§ Problem description:
Report how many lines in the material hold the word "ContractClient". No other content is required.

§ Records for processing:
------------

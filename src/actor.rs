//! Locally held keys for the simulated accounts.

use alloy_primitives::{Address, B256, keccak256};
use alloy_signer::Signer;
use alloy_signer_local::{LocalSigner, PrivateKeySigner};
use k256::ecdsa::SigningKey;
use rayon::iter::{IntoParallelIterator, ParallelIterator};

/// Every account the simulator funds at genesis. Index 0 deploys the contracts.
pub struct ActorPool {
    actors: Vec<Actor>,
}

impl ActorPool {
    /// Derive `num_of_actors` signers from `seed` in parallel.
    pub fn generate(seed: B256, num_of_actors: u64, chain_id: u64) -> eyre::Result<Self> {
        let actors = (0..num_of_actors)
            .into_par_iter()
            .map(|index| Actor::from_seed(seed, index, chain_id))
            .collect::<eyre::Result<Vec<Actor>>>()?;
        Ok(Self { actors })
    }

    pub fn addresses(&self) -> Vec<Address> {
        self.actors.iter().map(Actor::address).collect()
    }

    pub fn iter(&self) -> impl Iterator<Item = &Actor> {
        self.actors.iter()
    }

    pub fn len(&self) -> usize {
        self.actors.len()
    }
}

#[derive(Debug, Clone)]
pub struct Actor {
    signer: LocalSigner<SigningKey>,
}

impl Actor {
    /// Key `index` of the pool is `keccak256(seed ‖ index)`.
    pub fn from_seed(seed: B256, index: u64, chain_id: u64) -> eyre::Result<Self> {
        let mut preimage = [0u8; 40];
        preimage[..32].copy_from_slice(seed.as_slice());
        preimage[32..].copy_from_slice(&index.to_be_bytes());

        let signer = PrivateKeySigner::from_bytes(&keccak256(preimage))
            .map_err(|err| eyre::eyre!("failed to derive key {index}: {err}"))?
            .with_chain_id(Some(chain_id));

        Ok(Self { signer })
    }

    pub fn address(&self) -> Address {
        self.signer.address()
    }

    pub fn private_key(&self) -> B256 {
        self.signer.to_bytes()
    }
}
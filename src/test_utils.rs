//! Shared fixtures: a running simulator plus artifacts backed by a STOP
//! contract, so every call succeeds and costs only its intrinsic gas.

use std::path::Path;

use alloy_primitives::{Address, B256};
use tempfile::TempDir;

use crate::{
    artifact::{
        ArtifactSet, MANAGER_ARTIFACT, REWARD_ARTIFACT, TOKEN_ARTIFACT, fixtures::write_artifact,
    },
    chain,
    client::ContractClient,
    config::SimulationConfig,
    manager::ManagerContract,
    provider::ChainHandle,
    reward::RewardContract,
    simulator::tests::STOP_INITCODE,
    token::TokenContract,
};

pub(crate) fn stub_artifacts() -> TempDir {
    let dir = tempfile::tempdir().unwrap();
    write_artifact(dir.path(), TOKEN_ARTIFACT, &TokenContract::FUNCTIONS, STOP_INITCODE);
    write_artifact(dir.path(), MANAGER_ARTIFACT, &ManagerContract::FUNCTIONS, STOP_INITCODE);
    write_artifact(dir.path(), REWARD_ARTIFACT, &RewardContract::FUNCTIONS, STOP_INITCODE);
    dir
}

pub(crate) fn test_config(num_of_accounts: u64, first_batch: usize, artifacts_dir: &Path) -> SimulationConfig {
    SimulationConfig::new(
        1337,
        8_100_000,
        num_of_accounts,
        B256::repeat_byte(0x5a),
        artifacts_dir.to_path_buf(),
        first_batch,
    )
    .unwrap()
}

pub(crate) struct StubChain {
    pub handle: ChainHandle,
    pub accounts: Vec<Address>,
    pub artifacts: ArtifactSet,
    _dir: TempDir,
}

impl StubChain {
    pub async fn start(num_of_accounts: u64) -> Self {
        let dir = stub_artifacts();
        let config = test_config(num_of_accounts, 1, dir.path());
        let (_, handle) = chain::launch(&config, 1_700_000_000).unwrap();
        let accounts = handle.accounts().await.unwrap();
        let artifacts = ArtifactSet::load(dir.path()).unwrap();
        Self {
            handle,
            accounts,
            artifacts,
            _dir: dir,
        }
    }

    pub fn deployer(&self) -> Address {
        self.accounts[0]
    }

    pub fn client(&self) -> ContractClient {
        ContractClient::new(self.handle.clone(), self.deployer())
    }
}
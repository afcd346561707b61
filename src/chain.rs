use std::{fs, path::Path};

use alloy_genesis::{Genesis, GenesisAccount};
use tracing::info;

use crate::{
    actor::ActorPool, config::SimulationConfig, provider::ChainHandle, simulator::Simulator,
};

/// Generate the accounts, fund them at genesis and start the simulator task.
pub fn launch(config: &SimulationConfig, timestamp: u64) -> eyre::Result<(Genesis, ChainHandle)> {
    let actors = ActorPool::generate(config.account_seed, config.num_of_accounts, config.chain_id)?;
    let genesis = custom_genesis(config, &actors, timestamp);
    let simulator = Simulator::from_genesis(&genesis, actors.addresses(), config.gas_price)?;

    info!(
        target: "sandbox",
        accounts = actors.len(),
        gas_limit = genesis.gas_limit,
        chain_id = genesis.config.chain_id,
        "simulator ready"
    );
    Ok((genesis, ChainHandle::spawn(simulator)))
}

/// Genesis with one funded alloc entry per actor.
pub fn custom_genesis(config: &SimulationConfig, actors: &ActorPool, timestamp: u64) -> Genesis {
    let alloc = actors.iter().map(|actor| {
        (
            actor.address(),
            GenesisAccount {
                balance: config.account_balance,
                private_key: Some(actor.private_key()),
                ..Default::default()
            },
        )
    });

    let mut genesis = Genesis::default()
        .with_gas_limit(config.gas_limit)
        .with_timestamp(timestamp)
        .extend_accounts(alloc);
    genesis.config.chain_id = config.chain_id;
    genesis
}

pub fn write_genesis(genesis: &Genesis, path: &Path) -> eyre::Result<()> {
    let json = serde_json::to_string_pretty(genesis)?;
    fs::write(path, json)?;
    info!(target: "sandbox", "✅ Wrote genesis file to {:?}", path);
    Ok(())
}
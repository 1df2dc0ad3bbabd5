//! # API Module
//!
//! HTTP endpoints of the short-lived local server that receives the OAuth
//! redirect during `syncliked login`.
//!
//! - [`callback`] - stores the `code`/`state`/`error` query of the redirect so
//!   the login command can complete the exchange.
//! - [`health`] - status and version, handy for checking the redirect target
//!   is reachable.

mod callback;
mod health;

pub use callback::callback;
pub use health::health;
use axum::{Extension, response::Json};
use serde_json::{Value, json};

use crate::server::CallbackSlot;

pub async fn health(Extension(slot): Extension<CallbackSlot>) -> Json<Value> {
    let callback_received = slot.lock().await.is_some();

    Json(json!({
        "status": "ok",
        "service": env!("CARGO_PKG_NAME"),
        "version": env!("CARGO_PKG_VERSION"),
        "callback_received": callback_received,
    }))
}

------------

§ Answer:
3